Introduction

Visceral artery aneurysms (VAAs) are rare, and their prevalence is difficult to estimate (0.1 to 2%) as autopsy studies suggest that they may be more common than it is thought^1,2. However, they are more frequently detected because of the advances in diagnostic imaging tests and constitute a challenge for physicians, as they usually occur in young asymptomatic patients. Nevertheless, up to 25% may present as rupture which is associated with high mortality (up to 70%)^1,3. Multiple VAAs have been described in 20% of patients⁴.

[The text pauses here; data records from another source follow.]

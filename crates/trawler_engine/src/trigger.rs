use trawler_core::ItemIdentity;
use trawler_logging::{trawl_error, trawl_info};

use crate::clock::{poll_until, Clock};
use crate::config::TriggerSettings;
use crate::surface::ItemActions;
use crate::SurfaceError;

#[derive(Debug, Clone, PartialEq, Eq)]
pub enum TriggerResult {
    Triggered,
    Failed { reason: String },
}

/// Starts the transfer for the focused item.
pub struct AcquisitionTrigger<'a, S: ?Sized, C: ?Sized> {
    session: &'a mut S,
    clock: &'a C,
    settings: &'a TriggerSettings,
}

impl<'a, S, C> AcquisitionTrigger<'a, S, C>
where
    S: ItemActions + ?Sized,
    C: Clock + ?Sized,
{
    pub fn new(session: &'a mut S, clock: &'a C, settings: &'a TriggerSettings) -> Self {
        Self {
            session,
            clock,
            settings,
        }
    }

    pub fn fire(&mut self, identity: &ItemIdentity) -> TriggerResult {
        match self.try_fire() {
            Ok(()) => {
                trawl_info!("Clicked the acquire control for {}", identity);
                TriggerResult::Triggered
            }
            Err(reason) => {
                trawl_error!("Failed to trigger transfer for {}: {}", identity, reason);
                TriggerResult::Failed { reason }
            }
        }
    }

    fn try_fire(&mut self) -> Result<(), String> {
        self.session.reveal_focused().map_err(describe)?;
        self.clock.sleep(self.settings.reveal_settle);

        let session = &mut *self.session;
        let ready = poll_until(
            self.clock,
            self.settings.control_timeout,
            self.settings.control_poll,
            || session.acquire_control_ready().map(|ready| ready.then_some(())),
        )
        .map_err(describe)?;
        if ready.is_none() {
            return Err(format!(
                "acquire control not available within {:?}",
                self.settings.control_timeout
            ));
        }

        self.session.invoke_acquire_control().map_err(describe)?;
        self.clock.sleep(self.settings.settle);
        Ok(())
    }
}

fn describe(err: SurfaceError) -> String {
    err.to_string()
}
use std::cell::Cell;
use std::time::{Duration, Instant};

/// Monotonic time source with a blocking sleep.
///
/// Every wait in the engine goes through this trait so tests can swap in
/// [`ManualClock`] and run polling loops without real delays.
pub trait Clock {
    /// Time elapsed since an arbitrary, fixed origin.
    fn now(&self) -> Duration;
    fn sleep(&self, period: Duration);
}

#[derive(Debug, Clone, Copy)]
pub struct SystemClock {
    origin: Instant,
}

impl SystemClock {
    pub fn new() -> Self {
        Self {
            origin: Instant::now(),
        }
    }
}

impl Default for SystemClock {
    fn default() -> Self {
        Self::new()
    }
}

impl Clock for SystemClock {
    fn now(&self) -> Duration {
        self.origin.elapsed()
    }

    fn sleep(&self, period: Duration) {
        std::thread::sleep(period);
    }
}

/// Clock that only moves when slept on.
#[derive(Debug, Default)]
pub struct ManualClock {
    now: Cell<Duration>,
    sleeps: Cell<u64>,
}

impl ManualClock {
    pub fn new() -> Self {
        Self::default()
    }

    pub fn advance(&self, by: Duration) {
        self.now.set(self.now.get() + by);
    }

    /// Number of `sleep` calls so far.
    pub fn sleeps(&self) -> u64 {
        self.sleeps.get()
    }
}

impl Clock for ManualClock {
    fn now(&self) -> Duration {
        self.now.get()
    }

    fn sleep(&self, period: Duration) {
        self.sleeps.set(self.sleeps.get() + 1);
        self.advance(period);
    }
}

/// Calls `probe` every `period` until it yields `Some`, or `timeout` has passed.
///
/// The probe always runs at least once, and once more at the deadline.
pub fn poll_until<C, T, E, F>(
    clock: &C,
    timeout: Duration,
    period: Duration,
    mut probe: F,
) -> Result<Option<T>, E>
where
    C: Clock + ?Sized,
    F: FnMut() -> Result<Option<T>, E>,
{
    let deadline = clock.now() + timeout;
    loop {
        if let Some(value) = probe()? {
            return Ok(Some(value));
        }
        let now = clock.now();
        if now >= deadline {
            return Ok(None);
        }
        clock.sleep(period.min(deadline - now).max(Duration::from_millis(1)));
    }
}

Traditionally, VAAs have been managed with clinical and imaging surveillance or with open surgical repair. Although the indications for treatment are not strictly defined, most authors have agreed that aneurysms should be treated when the diameter is > 2 cm, or when are rapidly growing, symptomatic or ruptured, or in women of childbearing age^1,4. In 2020, the Society for Vascular Surgery (SVS) established clear guidelines and recommendations³.

In recent years, endovascular therapy has gained ground and is even considered the first option in many cases according to the most recent recommendations^2,3,5. Nowadays, almost any anatomy can be approached with the large number of endovascular techniques available, in many cases using flow diverters (FDs) and electrolytically detachable coils (microcoils) used to treat intracranial aneurysms.

The aim of our study was to describe the experience in endovascular management of VAAs using different techniques in a single center, with short-, mid-, and long-term results.

Material and methods

We retrospectively collected all patients with VAAs undergoing endovascular treatment at a single center (Clínica La Sagrada Familia, CABA, Argentina) between May 2010 and May 2020. Only patients with true aneurysms and followed up for a minimum of 6 moths were included. Cases of ruptured aneurysms, traumatic pseudoaneurysms or those iatrogenic or due to infections were not included. In all the cases, the diagnosis was made by computed tomography angiography with 3D reconstruction or magnetic resonance angiography, and preoperative planning was performed by 3D angiography using a single plane equipment (Allura Clarity FD 20; Philips Medical Systems 2012^®) (Fig. 1)⁶.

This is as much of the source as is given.